Five fail safe layers of protection against drowning:


Adult supervision, locked doors, perimeter door alarms, the pool fence, and swimming lessons.
All five must fail before your child can drown in your pool.

Boo Boo Busters has researched all of the major pool fencing companies in Southern California. As with all our child safety devices we have unearthed the best product and service providers for Orange and Los Angeles Counties.

Call 800-940-1977 or click here to email us at today to set up a FREE pool fencing estimate. Please give us your name, contact info and where you live and we'll get back to you with the soonest appointment available.

Did you know?
Drowning is the leading cause of accidental death for children under the age of five in California. For every drowning, there are eleven near drownings, many of which result in irreversible brain damage.

With children in the home and a swimming pool in the backyard, supervision becomes very important. But supervision, in itself, is not nearly enough.
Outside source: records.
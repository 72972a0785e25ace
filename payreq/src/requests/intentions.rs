//! Payment intention requests.

use super::BASE_REQUEST;
use crate::capabilities::{ModeFlag, OrderInfo};
use crate::contracts::{DefaultValue, HttpMethod, RequestDescriptor};
use crate::domain::PaymentIntention;
use crate::errors::Result;
use crate::request::{FormattedReply, Request, RequestCore, RequestType};
use crate::validation::{
    validate_currency_code, validate_lower_bound, validate_object_id_with_prefixes,
    validate_redirect_url, Bound,
};
use serde_json::json;

/// Payment method id prefixes accepted on intentions.
pub const PAYMENT_METHOD_PREFIXES: &[&str] = &["pm", "src", "card"];

static CREATE_INTENTION: RequestDescriptor = RequestDescriptor {
    name: "create_intention",
    parent: Some(&BASE_REQUEST),
    defaults: &[
        ("capture_method", DefaultValue::Str("automatic")),
        ("metadata", DefaultValue::EmptyMap),
    ],
    required: &["amount", "currency"],
    locked: &["amount"],
    method: Some(HttpMethod::Post),
    endpoint: Some("intentions"),
    extension_point: Some("payreq_create_intention_request"),
    ..RequestDescriptor::BLANK
};

static CREATE_AND_CONFIRM_INTENTION: RequestDescriptor = RequestDescriptor {
    name: "create_and_confirm_intention",
    parent: Some(&CREATE_INTENTION),
    defaults: &[
        ("confirm", DefaultValue::Bool(true)),
        ("off_session", DefaultValue::Bool(false)),
    ],
    required: &["payment_method"],
    extension_point: Some("payreq_create_and_confirm_intention_request"),
    ..RequestDescriptor::BLANK
};

static PLATFORM_CHECKOUT_INTENTION: RequestDescriptor = RequestDescriptor {
    name: "platform_checkout_create_and_confirm_intention",
    parent: Some(&CREATE_AND_CONFIRM_INTENTION),
    defaults: &[
        ("is_platform_payment_method", DefaultValue::Bool(true)),
        ("save_payment_method_to_platform", DefaultValue::Bool(false)),
    ],
    ..RequestDescriptor::BLANK
};

static GET_INTENTION: RequestDescriptor = RequestDescriptor {
    name: "get_intention",
    parent: Some(&BASE_REQUEST),
    method: Some(HttpMethod::Get),
    endpoint: Some("intentions"),
    extension_point: Some("payreq_get_intention_request"),
    ..RequestDescriptor::BLANK
};

fn format_intention(reply: Result<serde_json::Value>) -> Result<FormattedReply> {
    let intention: PaymentIntention = serde_json::from_value(reply?)?;
    Ok(FormattedReply::Intention(Box::new(intention)))
}

/// Setters shared by every intention creating request.
pub trait IntentionFields: Request {
    /// Amount in the smallest currency unit. Locked once set.
    fn set_amount(&mut self, amount: i64) -> Result<()> {
        validate_lower_bound(&json!(amount), 0.0, Bound::Inclusive, "amount")?;
        self.core_mut().set_param("amount", json!(amount))
    }

    /// Currency, from the site's supported set.
    fn set_currency_code(&mut self, currency: &str) -> Result<()> {
        let site = self.core().site();
        let currency = validate_currency_code(currency, "currency", &site)?;
        self.core_mut().set_param("currency", json!(currency))
    }

    /// Capture manually instead of on confirmation.
    fn set_capture_method(&mut self, manual: bool) -> Result<()> {
        let method = if manual { "manual" } else { "automatic" };
        self.core_mut().set_param("capture_method", json!(method))
    }

    /// Customer id (`cus_`).
    fn set_customer(&mut self, customer: &str) -> Result<()> {
        validate_object_id_with_prefixes(customer, "customer", &["cus"])?;
        self.core_mut().set_param("customer", json!(customer))
    }

    /// Free-form description.
    fn set_description(&mut self, description: &str) -> Result<()> {
        self.core_mut().set_param("description", json!(description))
    }

    /// Replaces the metadata map.
    fn set_metadata(&mut self, metadata: serde_json::Map<String, serde_json::Value>) -> Result<()> {
        self.core_mut().set_param("metadata", serde_json::Value::Object(metadata))
    }
}

/// Setters for requests that confirm the intention they create.
pub trait ConfirmationFields: IntentionFields {
    /// Payment method id.
    fn set_payment_method(&mut self, payment_method: &str) -> Result<()> {
        validate_object_id_with_prefixes(payment_method, "payment_method", PAYMENT_METHOD_PREFIXES)?;
        self.core_mut().set_param("payment_method", json!(payment_method))
    }

    /// Whether the customer is absent from the flow.
    fn set_off_session(&mut self, off_session: bool) -> Result<()> {
        self.core_mut().set_param("off_session", json!(off_session))
    }

    /// Where the customer returns after an authentication step.
    fn set_return_url(&mut self, url: &str) -> Result<()> {
        let site = self.core().site();
        let url = validate_redirect_url(url, "return_url", &site)?;
        self.core_mut().set_param("return_url", json!(url.as_str()))
    }

    /// Payment method types allowed for the intention.
    fn set_payment_method_types(&mut self, types: &[&str]) -> Result<()> {
        self.core_mut().set_param("payment_method_types", json!(types))
    }
}

macro_rules! request_type {
    ($ty:ident, $descriptor:expr) => {
        impl RequestType for $ty {
            fn type_descriptor() -> &'static RequestDescriptor {
                &$descriptor
            }

            fn from_core(core: RequestCore) -> Self {
                Self { core }
            }
        }
    };
}

/// Creates a payment intention without confirming it.
#[derive(Debug)]
pub struct CreateIntention {
    core: RequestCore,
}

impl Request for CreateIntention {
    fn core(&self) -> &RequestCore {
        &self.core
    }

    fn core_mut(&mut self) -> &mut RequestCore {
        &mut self.core
    }

    fn format_response(&self, reply: Result<serde_json::Value>) -> Result<FormattedReply> {
        format_intention(reply)
    }
}

request_type!(CreateIntention, CREATE_INTENTION);
impl IntentionFields for CreateIntention {}
impl OrderInfo for CreateIntention {}
impl ModeFlag for CreateIntention {}

/// Creates and confirms a payment intention in one call.
#[derive(Debug)]
pub struct CreateAndConfirmIntention {
    core: RequestCore,
}

impl Request for CreateAndConfirmIntention {
    fn core(&self) -> &RequestCore {
        &self.core
    }

    fn core_mut(&mut self) -> &mut RequestCore {
        &mut self.core
    }

    fn format_response(&self, reply: Result<serde_json::Value>) -> Result<FormattedReply> {
        format_intention(reply)
    }
}

request_type!(CreateAndConfirmIntention, CREATE_AND_CONFIRM_INTENTION);
impl IntentionFields for CreateAndConfirmIntention {}
impl ConfirmationFields for CreateAndConfirmIntention {}
impl OrderInfo for CreateAndConfirmIntention {}
impl ModeFlag for CreateAndConfirmIntention {}

/// Create-and-confirm for payment methods saved on the checkout platform.
#[derive(Debug)]
pub struct PlatformCheckoutCreateAndConfirmIntention {
    core: RequestCore,
}

impl PlatformCheckoutCreateAndConfirmIntention {
    /// Whether to save the payment method to the platform account.
    pub fn set_save_payment_method_to_platform(&mut self, save: bool) -> Result<()> {
        self.core_mut().set_param("save_payment_method_to_platform", json!(save))
    }
}

impl Request for PlatformCheckoutCreateAndConfirmIntention {
    fn core(&self) -> &RequestCore {
        &self.core
    }

    fn core_mut(&mut self) -> &mut RequestCore {
        &mut self.core
    }

    fn format_response(&self, reply: Result<serde_json::Value>) -> Result<FormattedReply> {
        format_intention(reply)
    }
}

request_type!(PlatformCheckoutCreateAndConfirmIntention, PLATFORM_CHECKOUT_INTENTION);
impl IntentionFields for PlatformCheckoutCreateAndConfirmIntention {}
impl ConfirmationFields for PlatformCheckoutCreateAndConfirmIntention {}
impl OrderInfo for PlatformCheckoutCreateAndConfirmIntention {}
impl ModeFlag for PlatformCheckoutCreateAndConfirmIntention {}

/// Fetches a payment intention by id (`pi_`).
#[derive(Debug)]
pub struct GetIntention {
    core: RequestCore,
}

impl Request for GetIntention {
    fn core(&self) -> &RequestCore {
        &self.core
    }

    fn core_mut(&mut self) -> &mut RequestCore {
        &mut self.core
    }

    fn format_response(&self, reply: Result<serde_json::Value>) -> Result<FormattedReply> {
        format_intention(reply)
    }
}

impl RequestType for GetIntention {
    fn type_descriptor() -> &'static RequestDescriptor {
        &GET_INTENTION
    }

    fn from_core(core: RequestCore) -> Self {
        Self { core }
    }

    fn validate_id(id: &str) -> Result<()> {
        validate_object_id_with_prefixes(id, "intention_id", &["pi"])?;
        Ok(())
    }
}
Studies sponsored by the Customer Product Safety Commission report that nearly 69% of all swimming pool accidents took place when both parents were at home; 10% were being supervised by grandparents or other adults, and 7% by a sibling. 77% of the children had been seen five minutes or less before being missed and discovered in the pool, and many were thought to be taking a nap.

 
Layers of Protection

The following list is provided as a guide for parents and grandparents of children under 5 years of age with a swimming pool in the yard:

1. DOORS AND GATES leading to the pool area should be self-closing, locked and alarmed.

2. Install a MOTION ALARM in the pool and spa area.

3. Install a CHILD-SAFE BARRIER (FENCE) around the immediate pool area and/or an approved pool cover. If you don't block off every access, the child will eventually find a way to get to the pool when you are not looking. Do not deceive yourself by thinking. "My child would never try that". Children are very smart and you must assume that a child will find a way to beat the system. If you do not, you are asking for trouble.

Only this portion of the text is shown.